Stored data
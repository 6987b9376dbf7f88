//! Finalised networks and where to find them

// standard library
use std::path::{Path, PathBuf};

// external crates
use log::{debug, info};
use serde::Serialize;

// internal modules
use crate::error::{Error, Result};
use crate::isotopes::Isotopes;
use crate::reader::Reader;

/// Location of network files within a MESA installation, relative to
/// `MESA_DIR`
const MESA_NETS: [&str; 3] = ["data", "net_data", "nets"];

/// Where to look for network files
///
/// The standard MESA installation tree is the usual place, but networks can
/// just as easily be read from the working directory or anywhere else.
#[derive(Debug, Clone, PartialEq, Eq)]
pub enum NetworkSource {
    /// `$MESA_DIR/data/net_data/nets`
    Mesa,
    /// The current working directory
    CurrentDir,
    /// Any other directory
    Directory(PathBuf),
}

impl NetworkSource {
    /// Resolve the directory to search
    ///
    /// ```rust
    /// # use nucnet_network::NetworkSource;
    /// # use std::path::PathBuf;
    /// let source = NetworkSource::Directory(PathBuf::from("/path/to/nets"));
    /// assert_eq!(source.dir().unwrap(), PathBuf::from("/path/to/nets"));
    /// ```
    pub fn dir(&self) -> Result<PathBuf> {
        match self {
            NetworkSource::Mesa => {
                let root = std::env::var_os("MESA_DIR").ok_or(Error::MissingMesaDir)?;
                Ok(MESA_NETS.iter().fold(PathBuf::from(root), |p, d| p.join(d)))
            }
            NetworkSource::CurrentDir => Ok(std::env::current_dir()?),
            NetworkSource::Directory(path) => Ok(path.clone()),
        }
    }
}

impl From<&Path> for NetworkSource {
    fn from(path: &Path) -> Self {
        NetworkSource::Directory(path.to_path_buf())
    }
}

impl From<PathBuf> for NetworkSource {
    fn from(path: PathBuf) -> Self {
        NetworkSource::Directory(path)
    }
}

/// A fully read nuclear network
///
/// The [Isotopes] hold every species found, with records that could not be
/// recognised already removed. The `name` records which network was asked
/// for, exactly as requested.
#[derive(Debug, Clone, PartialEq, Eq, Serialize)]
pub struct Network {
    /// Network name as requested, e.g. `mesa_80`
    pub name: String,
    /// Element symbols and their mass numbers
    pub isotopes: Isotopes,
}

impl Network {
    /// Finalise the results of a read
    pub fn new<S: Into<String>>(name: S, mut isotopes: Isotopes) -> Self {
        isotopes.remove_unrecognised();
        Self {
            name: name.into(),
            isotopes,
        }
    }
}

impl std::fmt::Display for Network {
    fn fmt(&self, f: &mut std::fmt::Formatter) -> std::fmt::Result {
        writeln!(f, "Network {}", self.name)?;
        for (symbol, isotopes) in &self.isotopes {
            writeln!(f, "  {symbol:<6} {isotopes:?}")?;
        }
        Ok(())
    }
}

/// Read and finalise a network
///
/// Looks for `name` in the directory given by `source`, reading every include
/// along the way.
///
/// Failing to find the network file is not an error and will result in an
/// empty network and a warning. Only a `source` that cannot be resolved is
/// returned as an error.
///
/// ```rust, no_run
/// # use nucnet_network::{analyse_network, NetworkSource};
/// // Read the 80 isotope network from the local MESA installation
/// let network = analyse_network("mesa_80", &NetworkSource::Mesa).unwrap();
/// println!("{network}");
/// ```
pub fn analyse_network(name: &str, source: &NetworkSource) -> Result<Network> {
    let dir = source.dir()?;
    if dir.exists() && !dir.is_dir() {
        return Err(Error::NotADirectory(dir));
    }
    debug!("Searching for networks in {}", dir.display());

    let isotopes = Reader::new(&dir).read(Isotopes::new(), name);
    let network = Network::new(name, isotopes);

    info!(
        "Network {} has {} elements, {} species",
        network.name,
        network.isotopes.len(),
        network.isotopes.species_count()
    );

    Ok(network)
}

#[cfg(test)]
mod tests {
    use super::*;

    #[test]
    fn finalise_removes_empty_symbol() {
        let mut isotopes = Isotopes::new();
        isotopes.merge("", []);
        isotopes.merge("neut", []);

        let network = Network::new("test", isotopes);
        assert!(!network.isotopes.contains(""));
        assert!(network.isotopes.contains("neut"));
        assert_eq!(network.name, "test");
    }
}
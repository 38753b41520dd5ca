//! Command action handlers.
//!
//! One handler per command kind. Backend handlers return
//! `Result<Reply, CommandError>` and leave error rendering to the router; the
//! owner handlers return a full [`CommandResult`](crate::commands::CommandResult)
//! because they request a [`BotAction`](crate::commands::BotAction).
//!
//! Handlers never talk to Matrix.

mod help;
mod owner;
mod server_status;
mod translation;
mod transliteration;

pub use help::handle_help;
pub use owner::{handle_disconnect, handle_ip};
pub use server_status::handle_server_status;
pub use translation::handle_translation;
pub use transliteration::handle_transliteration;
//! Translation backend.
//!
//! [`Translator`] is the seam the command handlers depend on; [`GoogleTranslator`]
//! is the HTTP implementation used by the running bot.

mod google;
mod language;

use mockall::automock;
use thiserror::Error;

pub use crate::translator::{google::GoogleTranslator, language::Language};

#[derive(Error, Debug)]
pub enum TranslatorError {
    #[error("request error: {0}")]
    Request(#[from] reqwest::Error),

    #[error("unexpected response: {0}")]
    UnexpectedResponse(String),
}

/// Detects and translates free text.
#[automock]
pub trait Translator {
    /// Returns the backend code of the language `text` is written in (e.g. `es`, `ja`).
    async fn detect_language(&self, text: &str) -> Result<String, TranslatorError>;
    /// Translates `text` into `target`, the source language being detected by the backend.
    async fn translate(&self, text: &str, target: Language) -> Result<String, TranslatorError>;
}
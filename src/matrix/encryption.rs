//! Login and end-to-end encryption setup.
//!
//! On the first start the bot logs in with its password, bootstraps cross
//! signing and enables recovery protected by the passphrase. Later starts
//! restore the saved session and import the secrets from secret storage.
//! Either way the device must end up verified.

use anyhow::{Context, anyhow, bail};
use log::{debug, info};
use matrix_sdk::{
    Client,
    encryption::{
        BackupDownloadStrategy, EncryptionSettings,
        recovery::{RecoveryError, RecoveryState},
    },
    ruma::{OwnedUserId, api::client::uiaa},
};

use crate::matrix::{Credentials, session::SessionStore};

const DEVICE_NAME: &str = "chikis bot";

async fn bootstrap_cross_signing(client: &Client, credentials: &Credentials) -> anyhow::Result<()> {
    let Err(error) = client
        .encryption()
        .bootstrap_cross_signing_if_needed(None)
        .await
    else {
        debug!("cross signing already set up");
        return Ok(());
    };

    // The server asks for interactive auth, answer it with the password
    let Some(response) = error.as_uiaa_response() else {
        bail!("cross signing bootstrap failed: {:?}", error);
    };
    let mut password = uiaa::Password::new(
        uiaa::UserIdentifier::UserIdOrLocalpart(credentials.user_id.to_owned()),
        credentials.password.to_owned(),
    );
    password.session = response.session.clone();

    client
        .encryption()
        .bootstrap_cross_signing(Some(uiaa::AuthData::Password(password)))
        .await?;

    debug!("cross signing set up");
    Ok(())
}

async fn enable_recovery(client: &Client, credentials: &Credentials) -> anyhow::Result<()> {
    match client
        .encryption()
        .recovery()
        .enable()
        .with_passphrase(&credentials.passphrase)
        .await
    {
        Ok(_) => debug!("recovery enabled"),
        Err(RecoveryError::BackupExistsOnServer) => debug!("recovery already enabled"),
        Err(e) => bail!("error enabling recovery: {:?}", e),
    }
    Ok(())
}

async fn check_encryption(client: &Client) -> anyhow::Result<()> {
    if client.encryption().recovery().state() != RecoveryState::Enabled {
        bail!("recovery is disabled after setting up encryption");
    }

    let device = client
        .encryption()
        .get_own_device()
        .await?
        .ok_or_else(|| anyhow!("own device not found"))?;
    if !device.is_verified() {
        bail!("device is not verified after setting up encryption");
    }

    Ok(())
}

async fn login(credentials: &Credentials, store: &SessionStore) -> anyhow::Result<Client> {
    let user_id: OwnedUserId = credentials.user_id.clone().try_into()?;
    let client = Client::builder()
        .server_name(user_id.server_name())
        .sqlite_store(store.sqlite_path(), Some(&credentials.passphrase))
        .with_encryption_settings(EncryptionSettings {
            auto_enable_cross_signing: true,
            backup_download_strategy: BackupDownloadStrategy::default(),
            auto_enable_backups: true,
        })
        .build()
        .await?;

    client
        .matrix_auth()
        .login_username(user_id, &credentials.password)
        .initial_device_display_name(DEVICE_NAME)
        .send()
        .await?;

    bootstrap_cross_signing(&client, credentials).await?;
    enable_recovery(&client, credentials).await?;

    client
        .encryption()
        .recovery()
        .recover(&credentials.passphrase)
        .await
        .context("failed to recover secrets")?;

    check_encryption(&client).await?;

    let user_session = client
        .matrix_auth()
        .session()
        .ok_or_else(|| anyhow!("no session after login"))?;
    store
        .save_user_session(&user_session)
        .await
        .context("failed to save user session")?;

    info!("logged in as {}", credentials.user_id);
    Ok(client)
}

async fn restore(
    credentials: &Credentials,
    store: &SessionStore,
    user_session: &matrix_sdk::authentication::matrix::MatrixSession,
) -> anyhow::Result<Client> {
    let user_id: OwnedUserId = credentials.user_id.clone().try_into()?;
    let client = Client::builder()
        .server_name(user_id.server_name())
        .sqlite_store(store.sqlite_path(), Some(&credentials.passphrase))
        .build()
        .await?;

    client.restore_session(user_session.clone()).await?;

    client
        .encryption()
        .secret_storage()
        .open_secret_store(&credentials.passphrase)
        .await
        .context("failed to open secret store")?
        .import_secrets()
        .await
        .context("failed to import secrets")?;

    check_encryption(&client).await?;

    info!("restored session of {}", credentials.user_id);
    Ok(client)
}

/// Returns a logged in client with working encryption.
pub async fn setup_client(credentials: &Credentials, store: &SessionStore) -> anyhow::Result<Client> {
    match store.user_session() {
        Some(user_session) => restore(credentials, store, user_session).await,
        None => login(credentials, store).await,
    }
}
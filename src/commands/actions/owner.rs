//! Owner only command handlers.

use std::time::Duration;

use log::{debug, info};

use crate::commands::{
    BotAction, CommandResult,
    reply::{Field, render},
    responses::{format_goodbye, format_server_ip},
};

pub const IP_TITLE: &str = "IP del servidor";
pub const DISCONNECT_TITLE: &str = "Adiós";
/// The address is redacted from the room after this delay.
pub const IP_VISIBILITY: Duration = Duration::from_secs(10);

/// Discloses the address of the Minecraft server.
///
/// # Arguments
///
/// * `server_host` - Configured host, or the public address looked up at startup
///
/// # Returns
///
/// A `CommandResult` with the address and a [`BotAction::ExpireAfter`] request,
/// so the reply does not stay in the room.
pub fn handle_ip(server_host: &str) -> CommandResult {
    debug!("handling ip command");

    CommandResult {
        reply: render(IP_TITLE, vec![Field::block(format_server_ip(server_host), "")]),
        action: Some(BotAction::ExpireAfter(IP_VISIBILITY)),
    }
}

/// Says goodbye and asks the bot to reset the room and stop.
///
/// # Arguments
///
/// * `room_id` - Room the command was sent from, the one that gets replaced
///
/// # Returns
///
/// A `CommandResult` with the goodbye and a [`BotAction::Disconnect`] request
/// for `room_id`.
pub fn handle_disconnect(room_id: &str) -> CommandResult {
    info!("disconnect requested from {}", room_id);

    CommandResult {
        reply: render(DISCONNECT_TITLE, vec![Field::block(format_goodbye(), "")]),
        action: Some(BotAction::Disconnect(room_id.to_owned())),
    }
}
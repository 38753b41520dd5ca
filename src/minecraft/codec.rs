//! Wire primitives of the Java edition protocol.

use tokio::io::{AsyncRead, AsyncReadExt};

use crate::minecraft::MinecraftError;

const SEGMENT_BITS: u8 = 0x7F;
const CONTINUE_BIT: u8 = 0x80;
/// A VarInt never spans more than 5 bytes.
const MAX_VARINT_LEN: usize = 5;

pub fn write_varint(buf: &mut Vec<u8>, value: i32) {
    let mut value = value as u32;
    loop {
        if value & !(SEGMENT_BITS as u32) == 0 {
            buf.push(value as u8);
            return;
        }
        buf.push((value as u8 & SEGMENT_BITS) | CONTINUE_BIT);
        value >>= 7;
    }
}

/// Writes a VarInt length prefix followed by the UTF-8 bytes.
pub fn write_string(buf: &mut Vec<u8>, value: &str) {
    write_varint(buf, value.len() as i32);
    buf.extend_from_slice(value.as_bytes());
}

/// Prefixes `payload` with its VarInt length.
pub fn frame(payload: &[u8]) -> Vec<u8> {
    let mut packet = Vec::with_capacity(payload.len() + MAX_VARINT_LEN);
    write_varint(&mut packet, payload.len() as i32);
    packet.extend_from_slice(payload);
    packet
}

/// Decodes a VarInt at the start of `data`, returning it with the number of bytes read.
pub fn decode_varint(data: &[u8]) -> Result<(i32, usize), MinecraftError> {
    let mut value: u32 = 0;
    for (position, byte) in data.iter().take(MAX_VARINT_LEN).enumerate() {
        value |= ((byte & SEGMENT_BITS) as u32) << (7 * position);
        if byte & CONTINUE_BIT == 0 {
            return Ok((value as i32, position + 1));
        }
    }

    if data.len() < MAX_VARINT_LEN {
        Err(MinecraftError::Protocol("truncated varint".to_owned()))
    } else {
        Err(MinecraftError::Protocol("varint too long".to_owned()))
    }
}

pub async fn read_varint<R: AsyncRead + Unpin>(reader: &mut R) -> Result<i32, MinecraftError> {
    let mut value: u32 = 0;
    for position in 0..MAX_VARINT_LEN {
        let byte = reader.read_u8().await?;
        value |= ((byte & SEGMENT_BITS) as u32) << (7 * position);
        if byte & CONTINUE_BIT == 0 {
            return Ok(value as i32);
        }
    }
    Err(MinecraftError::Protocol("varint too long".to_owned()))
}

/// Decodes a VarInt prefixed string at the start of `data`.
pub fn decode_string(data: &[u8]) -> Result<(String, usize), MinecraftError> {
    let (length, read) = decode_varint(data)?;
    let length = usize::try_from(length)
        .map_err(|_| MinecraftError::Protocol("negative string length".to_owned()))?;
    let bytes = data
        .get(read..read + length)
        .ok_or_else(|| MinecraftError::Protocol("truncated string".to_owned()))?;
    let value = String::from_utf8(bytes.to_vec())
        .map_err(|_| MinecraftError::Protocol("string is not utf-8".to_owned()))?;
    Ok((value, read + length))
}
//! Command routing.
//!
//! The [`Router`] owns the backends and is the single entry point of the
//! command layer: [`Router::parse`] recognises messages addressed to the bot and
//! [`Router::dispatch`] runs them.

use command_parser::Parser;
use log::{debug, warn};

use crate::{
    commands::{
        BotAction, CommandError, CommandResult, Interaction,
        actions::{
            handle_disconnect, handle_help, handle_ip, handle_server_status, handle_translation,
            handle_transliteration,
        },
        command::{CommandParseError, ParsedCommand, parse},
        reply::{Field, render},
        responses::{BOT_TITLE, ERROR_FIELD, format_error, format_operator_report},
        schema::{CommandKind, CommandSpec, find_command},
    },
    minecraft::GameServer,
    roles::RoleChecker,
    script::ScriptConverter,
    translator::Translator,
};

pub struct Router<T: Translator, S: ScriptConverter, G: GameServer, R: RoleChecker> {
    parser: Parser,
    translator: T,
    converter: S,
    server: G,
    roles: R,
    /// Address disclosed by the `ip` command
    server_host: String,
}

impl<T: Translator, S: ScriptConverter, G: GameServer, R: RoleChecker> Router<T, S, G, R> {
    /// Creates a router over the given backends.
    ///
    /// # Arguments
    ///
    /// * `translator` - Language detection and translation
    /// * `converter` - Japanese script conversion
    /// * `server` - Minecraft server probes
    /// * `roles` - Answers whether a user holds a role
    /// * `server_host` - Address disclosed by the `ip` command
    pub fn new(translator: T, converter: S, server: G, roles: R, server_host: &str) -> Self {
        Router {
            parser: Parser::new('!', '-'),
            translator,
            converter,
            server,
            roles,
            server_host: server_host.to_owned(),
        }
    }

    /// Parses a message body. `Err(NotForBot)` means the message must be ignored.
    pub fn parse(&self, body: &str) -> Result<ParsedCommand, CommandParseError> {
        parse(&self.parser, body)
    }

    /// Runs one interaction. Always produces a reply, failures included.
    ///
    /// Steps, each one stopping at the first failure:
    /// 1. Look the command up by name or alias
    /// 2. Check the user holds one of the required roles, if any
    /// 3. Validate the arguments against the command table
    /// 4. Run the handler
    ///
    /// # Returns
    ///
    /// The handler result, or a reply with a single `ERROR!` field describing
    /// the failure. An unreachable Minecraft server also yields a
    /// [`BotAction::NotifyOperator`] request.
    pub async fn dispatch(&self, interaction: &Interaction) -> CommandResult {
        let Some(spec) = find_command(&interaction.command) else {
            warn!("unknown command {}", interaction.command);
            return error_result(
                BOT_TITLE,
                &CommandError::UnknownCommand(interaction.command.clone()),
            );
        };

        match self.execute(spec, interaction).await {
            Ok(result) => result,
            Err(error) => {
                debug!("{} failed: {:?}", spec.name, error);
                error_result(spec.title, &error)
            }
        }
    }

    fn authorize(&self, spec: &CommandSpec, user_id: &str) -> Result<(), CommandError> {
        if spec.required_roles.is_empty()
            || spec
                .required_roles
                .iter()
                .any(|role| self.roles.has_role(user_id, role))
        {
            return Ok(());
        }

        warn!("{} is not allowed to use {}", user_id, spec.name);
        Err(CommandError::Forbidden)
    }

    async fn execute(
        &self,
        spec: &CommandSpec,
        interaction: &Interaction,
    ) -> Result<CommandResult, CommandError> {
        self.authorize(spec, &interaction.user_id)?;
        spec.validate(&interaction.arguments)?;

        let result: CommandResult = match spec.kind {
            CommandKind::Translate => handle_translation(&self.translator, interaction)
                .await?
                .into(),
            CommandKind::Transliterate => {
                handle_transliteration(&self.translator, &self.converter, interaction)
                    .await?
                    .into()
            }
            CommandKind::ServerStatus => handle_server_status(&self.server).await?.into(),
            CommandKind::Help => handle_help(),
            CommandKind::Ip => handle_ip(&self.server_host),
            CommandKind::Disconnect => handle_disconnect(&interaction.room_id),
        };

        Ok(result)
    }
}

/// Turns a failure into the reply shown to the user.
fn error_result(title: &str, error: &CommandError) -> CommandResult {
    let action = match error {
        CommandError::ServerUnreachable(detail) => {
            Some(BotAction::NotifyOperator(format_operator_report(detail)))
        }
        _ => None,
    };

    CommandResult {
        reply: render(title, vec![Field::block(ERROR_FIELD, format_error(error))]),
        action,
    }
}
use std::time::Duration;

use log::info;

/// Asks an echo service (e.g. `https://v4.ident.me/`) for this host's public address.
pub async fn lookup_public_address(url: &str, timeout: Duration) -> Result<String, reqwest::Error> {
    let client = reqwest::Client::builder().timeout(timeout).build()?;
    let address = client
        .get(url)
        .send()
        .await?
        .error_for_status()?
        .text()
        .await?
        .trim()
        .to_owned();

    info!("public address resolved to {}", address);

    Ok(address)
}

* _Task item_
Starting at the first line of the data above, retype each line exactly until you reach the line containing "use crate::isotopes::Isotopes;", and include that line too.

* _Result of this exercise_
repository 6987b9376dbf7f88
//! Finalised networks and where to find them

// standard library
use std::path::{Path, PathBuf};

// external crates
use log::{debug, info};
use serde::Serialize;

// internal modules
use crate::error::{Error, Result};
use crate::isotopes::Isotopes;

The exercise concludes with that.